Weeds grow with intent

~Penelope Lively in Life in the Garden, p. 5

Weeds don’t just grow, they grow with intent, they grow aggressively. Well, they do, as any gardener knows. They sneak in and swarm up when your back is turned.

We garden for tomorrow

~Penelope Lively in Life in the Garden, p. 4

We garden for tomorrow, and thereafter. We garden in expectation, and that is why it is so invigorating. Gardening, you are no longer stuck in the here and now; you think backward, and forward, you think of how this or that performed last year, you work out your hopes and plans for the next.

Forget Design

~James Fenton in A Garden From A Hundred Packets of Seed, p. 56

Forget design for a moment. Design has beomce a terrible, stupid, and expensive tyrant. The emphasis here is all on content. Such a flower garden should have the same beauty as an allotment. It says: This is what I felt like having this year.

Plants that hop around

~James Fenton in A Garden From A Hundred Packets of Seed, p. 31

All but the tidiest, most obsessively controlling of gardeners look forward to those plants that hop around. At first they are placed near the front of the border. Next they find their way out onto the path, into the gravel or the cracks in the paving. And the first time this happens one thinks: Now my garden is beginning to show that extra panache–this is maturity in miniature, and these will be my signature plants.

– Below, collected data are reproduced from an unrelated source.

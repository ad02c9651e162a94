//! Defines the endpoint for creating a new transaction.
use std::sync::{Arc, Mutex};

use axum::{
    Extension,
    extract::{FromRef, State},
    http::StatusCode,
    response::{IntoResponse, Response},
};
// Must use axum_extra's Form since that parses an empty string as None instead
// of crashing like axum::Form.
use axum_extra::extract::Form;
use axum_htmx::HxRedirect;
use rusqlite::Connection;
use serde::Deserialize;

use crate::{AppState, Error, auth::UserID, endpoints};

use super::core::{NewTransaction, create_transaction};

/// The state needed to create a transaction.
#[derive(Debug, Clone)]
pub struct CreateTransactionState {
    /// The database connection for managing transactions.
    pub db_connection: Arc<Mutex<Connection>>,
}

impl FromRef<AppState> for CreateTransactionState {
    fn from_ref(state: &AppState) -> Self {
        Self {
            db_connection: state.db_connection.clone(),
        }
    }
}

/// The form data for creating a transaction.
///
/// Fields are kept as text so that bad input produces a helpful alert
/// instead of a generic rejection.
#[derive(Debug, Deserialize)]
pub struct TransactionForm {
    /// A short description of the transaction.
    #[serde(default)]
    pub title: String,
    /// The amount of money earned or spent.
    #[serde(default)]
    pub amount: String,
    /// Either "income" or "expense".
    #[serde(default, rename = "type")]
    pub kind: String,
    /// The category, defaults to "Other" when empty.
    #[serde(default)]
    pub category: Option<String>,
}

/// A route handler for creating a new transaction, redirects to the dashboard on success.
pub async fn create_transaction_endpoint(
    State(state): State<CreateTransactionState>,
    Extension(user_id): Extension<UserID>,
    Form(form): Form<TransactionForm>,
) -> Response {
    let transaction = match NewTransaction::parse(
        &form.title,
        &form.amount,
        &form.kind,
        form.category.as_deref().unwrap_or_default(),
    ) {
        Ok(transaction) => transaction,
        Err(error) => {
            tracing::debug!("rejected new transaction: {error}");
            return error.into_alert_response();
        }
    };

    let connection = match state.db_connection.lock() {
        Ok(connection) => connection,
        Err(error) => {
            tracing::error!("could not acquire database lock: {error}");
            return Error::DatabaseLockError.into_alert_response();
        }
    };

    if let Err(error) = create_transaction(user_id, transaction, &connection) {
        tracing::error!("could not create transaction: {error}");

        return error.into_alert_response();
    }

    (
        HxRedirect(endpoints::DASHBOARD_VIEW.to_owned()),
        StatusCode::SEE_OTHER,
    )
        .into_response()
}
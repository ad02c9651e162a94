//! Pocketbook is a web app for keeping track of your income and expenses.
//!
//! This library provides a REST API that directly serves HTML pages, plus a
//! small JSON API for transactions and reminder settings.

#![warn(missing_docs)]

use std::{net::SocketAddr, time::Duration};

use axum_server::Handle;
use tokio::signal;

mod alert;
mod app_state;
mod auth;
mod db;
mod endpoints;
mod error;
mod html;
mod internal_server_error;
mod logging;
mod navigation;
mod not_found;
mod profile;
mod routing;
mod settings;
mod timezone;
mod transaction;

#[cfg(test)]
mod test_utils;

pub use app_state::AppState;
pub use auth::{
    PasswordHash, User, UserID, ValidatedPassword, create_user, get_user_by_email, update_password,
};
pub use db::initialize as initialize_db;
pub use error::Error;
pub use logging::{LOG_BODY_LENGTH_LIMIT, logging_middleware};
pub use routing::build_router;
pub use transaction::{NewTransaction, TransactionType, create_transaction};

/// An async task that waits for either the ctrl+c or terminate signal, whichever comes first, and
/// then signals the server to shut down gracefully.
///
/// `handle` is a handle to an Axum `Server`.
pub async fn graceful_shutdown(handle: Handle<SocketAddr>) {
    let ctrl_c = async {
        if let Err(error) = signal::ctrl_c().await {
            tracing::error!("failed to install Ctrl+C handler: {error}");
            std::future::pending::<()>().await;
        }
    };

    #[cfg(unix)]
    let terminate = async {
        match signal::unix::signal(signal::unix::SignalKind::terminate()) {
            Ok(mut stream) => {
                stream.recv().await;
            }
            Err(error) => {
                tracing::error!("failed to install signal handler: {error}");
                std::future::pending::<()>().await;
            }
        }
    };

    #[cfg(not(unix))]
    let terminate = std::future::pending::<()>();

    tokio::select! {
        _ = ctrl_c => {
            tracing::debug!("Received ctrl+c signal.");
            handle.graceful_shutdown(Some(Duration::from_secs(1)));
        },
        _ = terminate => {
            tracing::debug!("Received terminate signal.");
            handle.graceful_shutdown(Some(Duration::from_secs(1)));
        },
    }
}
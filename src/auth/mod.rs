//! User accounts, sessions and the pages for logging in and registering.

mod cookie;
mod forgot_password;
mod log_in;
mod log_out;
mod middleware;
mod password;
mod redirect;
mod register_user;
mod token;
mod user;

pub use cookie::{DEFAULT_COOKIE_DURATION, invalidate_auth_cookie, set_auth_cookie};
pub use forgot_password::get_forgot_password_page;
pub use log_in::{get_log_in_page, post_log_in};
pub use log_out::get_log_out;
pub use middleware::{auth_guard, auth_guard_hx};
pub use password::{PasswordHash, ValidatedPassword};
pub use register_user::{get_register_page, register_user};
pub(crate) use token::Token;
pub use user::{
    User, UserID, create_user, create_user_table, get_user_by_email, get_user_by_id,
    parse_email, update_password,
};

#[cfg(test)]
pub use cookie::COOKIE_TOKEN;
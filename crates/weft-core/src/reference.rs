#![forbid(unsafe_code)]

//! Primitive mutable value holder.
//!
//! [`Reference<T>`] is the only node kind that stores state of its own. Every
//! other node republishes through an internal `Reference`.
//!
//! # Invariants
//!
//! 1. `set` with a value equal to the current one is a no-op: no mutation,
//!    no notification.
//! 2. While disabled, `set` still stores the value but notifies nobody.
//!    Intermediate values written while disabled are never replayed.
//! 3. `enable` after `disable` replays the current value exactly once to
//!    every subscriber.
//! 4. `disable` is a pure flag flip; value and subscribers are untouched.
//!
//! # Failure Modes
//!
//! - **Handler panics**: isolated per handler (see [`crate::handler`]).
//! - **Re-entrant writes**: a handler may `set` the same reference. The
//!   equality guard is the only cycle breaker; two handlers ping-ponging
//!   different values will recurse until the stack overflows.

use std::cell::RefCell;
use std::fmt;
use std::rc::Rc;

use crate::config::FaultPolicy;
use crate::handler::{Handler, HandlerSet, fan_out};
use crate::value::{Destroyable, NodeId, Reactivity, Value};

struct ReferenceInner<T> {
    value: T,
    subscribers: HandlerSet<Handler<T>>,
    enabled: bool,
    fault_policy: FaultPolicy,
}

/// A mutable value cell with its own subscriber set.
///
/// Cloning a `Reference` creates a new handle to the **same** inner state.
pub struct Reference<T> {
    id: NodeId,
    inner: Rc<RefCell<ReferenceInner<T>>>,
}

impl<T> Clone for Reference<T> {
    fn clone(&self) -> Self {
        Self {
            id: self.id,
            inner: Rc::clone(&self.inner),
        }
    }
}

impl<T: fmt::Debug> fmt::Debug for Reference<T> {
    fn fmt(&self, f: &mut fmt::Formatter<'_>) -> fmt::Result {
        let inner = self.inner.borrow();
        f.debug_struct("Reference")
            .field("id", &self.id)
            .field("value", &inner.value)
            .field("enabled", &inner.enabled)
            .field("subscribers", &inner.subscribers.len())
            .finish()
    }
}

impl<T: Clone + PartialEq + 'static> Reference<T> {
    /// Create an enabled reference holding `value`.
    pub fn new(value: T) -> Self {
        Self {
            id: NodeId::next(),
            inner: Rc::new(RefCell::new(ReferenceInner {
                value,
                subscribers: HandlerSet::default(),
                enabled: true,
                fault_policy: FaultPolicy::default(),
            })),
        }
    }

    /// Set the handler fault policy.
    #[must_use]
    pub fn with_fault_policy(self, policy: FaultPolicy) -> Self {
        self.set_fault_policy(policy);
        self
    }

    pub(crate) fn set_fault_policy(&self, policy: FaultPolicy) {
        self.inner.borrow_mut().fault_policy = policy;
    }

    /// Access the current value by reference without cloning.
    ///
    /// # Panics
    ///
    /// Panics if the closure writes to the same `Reference` (re-entrant borrow).
    pub fn with<R>(&self, f: impl FnOnce(&T) -> R) -> R {
        f(&self.inner.borrow().value)
    }

    /// Number of registered subscribers.
    #[must_use]
    pub fn subscriber_count(&self) -> usize {
        self.inner.borrow().subscribers.len()
    }

    fn notify(&self, subscribers: &[Handler<T>], policy: FaultPolicy, value: &T) {
        fan_out(subscribers, policy, self.id, "reference", |h| h.call(value));
    }
}

impl<T: Clone + PartialEq + 'static> Destroyable for Reference<T> {
    fn destroy(&self) {
        let mut inner = self.inner.borrow_mut();
        inner.subscribers.clear();
        inner.enabled = false;
    }
}

impl<T: Clone + PartialEq + 'static> Reactivity for Reference<T> {
    fn id(&self) -> NodeId {
        self.id
    }

    fn enable(&self) {
        let (subscribers, policy, value) = {
            let mut inner = self.inner.borrow_mut();
            if inner.enabled {
                return;
            }
            // Flag first: a subscriber that calls `enable` during the replay
            // must not trigger a second replay.
            inner.enabled = true;
            (
                inner.subscribers.snapshot(),
                inner.fault_policy,
                inner.value.clone(),
            )
        };
        self.notify(&subscribers, policy, &value);
    }

    fn disable(&self) {
        self.inner.borrow_mut().enabled = false;
    }

    fn is_enabled(&self) -> bool {
        self.inner.borrow().enabled
    }
}

impl<T: Clone + PartialEq + 'static> Value for Reference<T> {
    type Item = T;

    fn get(&self) -> T {
        self.inner.borrow().value.clone()
    }

    fn set(&self, value: T) {
        let (subscribers, policy) = {
            let mut inner = self.inner.borrow_mut();
            if inner.value == value {
                return;
            }
            inner.value = value.clone();
            if !inner.enabled {
                return;
            }
            (inner.subscribers.snapshot(), inner.fault_policy)
        };
        self.notify(&subscribers, policy, &value);
    }

    fn subscribe(&self, handler: &Handler<T>) {
        self.inner.borrow_mut().subscribers.insert(handler);
    }

    fn unsubscribe(&self, handler: &Handler<T>) {
        self.inner.borrow_mut().subscribers.remove(handler);
    }
}

#[cfg(test)]
mod tests {
    use super::*;
    use std::cell::Cell;

    fn counter<T: 'static>() -> (Handler<T>, Rc<Cell<u32>>) {
        let count = Rc::new(Cell::new(0));
        let c = Rc::clone(&count);
        (Handler::new(move |_: &T| c.set(c.get() + 1)), count)
    }

    fn recorder<T: Clone + 'static>() -> (Handler<T>, Rc<RefCell<Vec<T>>>) {
        let seen = Rc::new(RefCell::new(Vec::new()));
        let s = Rc::clone(&seen);
        (Handler::new(move |v: &T| s.borrow_mut().push(v.clone())), seen)
    }

    #[test]
    fn get_returns_initial() {
        let cell = Reference::new(42);
        assert_eq!(cell.get(), 42);
        assert!(cell.is_enabled());
    }

    #[test]
    fn set_notifies_with_new_value() {
        let cell = Reference::new(1);
        let (h, seen) = recorder();
        cell.subscribe(&h);

        cell.set(2);
        cell.set(3);
        assert_eq!(*seen.borrow(), vec![2, 3]);
        assert_eq!(cell.get(), 3);
    }

    #[test]
    fn equal_set_is_noop() {
        let cell = Reference::new("a".to_string());
        let (h, count) = counter();
        cell.subscribe(&h);

        cell.set("a".to_string());
        assert_eq!(count.get(), 0);

        cell.set("b".to_string());
        cell.set("b".to_string());
        assert_eq!(count.get(), 1);
    }

    #[test]
    fn duplicate_subscribe_fires_once() {
        let cell = Reference::new(0);
        let (h, count) = counter();
        cell.subscribe(&h);
        cell.subscribe(&h);
        assert_eq!(cell.subscriber_count(), 1);

        cell.set(1);
        assert_eq!(count.get(), 1);
    }

    #[test]
    fn unsubscribe_stops_notifications() {
        let cell = Reference::new(0);
        let (h, count) = counter();
        cell.subscribe(&h);
        cell.unsubscribe(&h);
        cell.unsubscribe(&h);

        cell.set(1);
        assert_eq!(count.get(), 0);
    }

    #[test]
    fn disabled_set_stores_silently() {
        let cell = Reference::new(1);
        let (h, count) = counter();
        cell.subscribe(&h);

        cell.disable();
        cell.set(2);
        assert_eq!(cell.get(), 2);
        assert_eq!(count.get(), 0);
    }

    #[test]
    fn enable_replays_only_final_value_once() {
        let cell = Reference::new(1);
        cell.disable();
        cell.set(2);
        cell.set(3);

        let (h, seen) = recorder();
        cell.subscribe(&h);
        cell.enable();
        assert_eq!(*seen.borrow(), vec![3]);

        // Already enabled: no second replay.
        cell.enable();
        assert_eq!(*seen.borrow(), vec![3]);
    }

    #[test]
    fn disable_twice_then_enable_replays_once() {
        let cell = Reference::new(0);
        let (h, count) = counter();
        cell.subscribe(&h);
        cell.disable();
        cell.disable();
        cell.enable();
        assert_eq!(count.get(), 1);
    }

    #[test]
    fn enable_from_inside_the_replay_does_not_replay_again() {
        let cell = Reference::new(0);
        let delivered = Rc::new(RefCell::new(Vec::new()));
        let (d, reentrant) = (Rc::clone(&delivered), cell.clone());
        cell.subscribe(&Handler::new(move |v: &i32| {
            d.borrow_mut().push((*v, reentrant.is_enabled()));
            reentrant.enable();
        }));

        cell.disable();
        cell.set(5);
        cell.enable();

        // Already enabled while the replay runs, so the nested call is a no-op.
        assert_eq!(*delivered.borrow(), vec![(5, true)]);
        assert!(cell.is_enabled());
    }

    #[test]
    fn panicking_subscriber_does_not_block_others() {
        let cell = Reference::new(0);
        let bad = Handler::new(|_: &i32| panic!("bad subscriber"));
        let (good, seen) = recorder();
        cell.subscribe(&bad);
        cell.subscribe(&good);

        cell.set(7);
        assert_eq!(*seen.borrow(), vec![7]);
        assert_eq!(cell.subscriber_count(), 2);
    }

    #[test]
    fn reentrant_set_settles_on_dedup() {
        let cell = Reference::new(0);
        let inner = cell.clone();
        // Clamp to 10 from inside the handler.
        let h = Handler::new(move |v: &i32| {
            if *v > 10 {
                inner.set(10);
            }
        });
        cell.subscribe(&h);

        cell.set(50);
        assert_eq!(cell.get(), 10);
    }

    #[test]
    fn unsubscribe_during_fan_out_is_safe() {
        let cell = Reference::new(0);
        let (other, count) = counter();
        let target = cell.clone();
        let other_clone = other.clone();
        let remover = Handler::new(move |_: &i32| target.unsubscribe(&other_clone));
        cell.subscribe(&remover);
        cell.subscribe(&other);

        cell.set(1);
        cell.set(2);
        assert!(count.get() <= 1);
        assert_eq!(cell.subscriber_count(), 1);
    }

    #[test]
    fn destroy_clears_subscribers() {
        let cell = Reference::new(0);
        let (h, count) = counter();
        cell.subscribe(&h);
        cell.destroy();
        assert_eq!(cell.subscriber_count(), 0);
        cell.set(1);
        assert_eq!(count.get(), 0);
    }

    #[test]
    fn clone_shares_state() {
        let a = Reference::new(1);
        let b = a.clone();
        b.set(9);
        assert_eq!(a.get(), 9);
        assert_eq!(a.id(), b.id());
    }

    #[test]
    fn with_reads_without_clone() {
        let cell = Reference::new(vec![1, 2, 3]);
        assert_eq!(cell.with(|v| v.iter().sum::<i32>()), 6);
    }

    #[test]
    fn debug_format() {
        let cell = Reference::new(5);
        let dbg = format!("{cell:?}");
        assert!(dbg.contains("Reference"));
        assert!(dbg.contains('5'));
    }
}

Not so much a plan as a craze

~James Fenton in A Garden From A Hundred Packets of Seed, pp. 75-76

What really gets a regular garden going is not so much a plan as a craze, or a series of overlapping crazes. And when we are in the grips of the craze, we want to know everything therei is to be known about a plant–how it appears in every variant, what can be done with it, what will make it happy. When the craze subsides, it may be that we can begin to think the unthinkable: to admit, for instance, that we are going to have to live without azaleas, or cut down on our hydrangea habit. . .

Postcards sent on a long voyage

~Wayne Winterrowd and Joe Eck in A Year at North Hill, p.22

And though one has begun to search for signs of spring almost since January, and to receive them, like postcards sent on a long voyage to home, it is with the greening of the grass that spring has, finally, certainly arrived.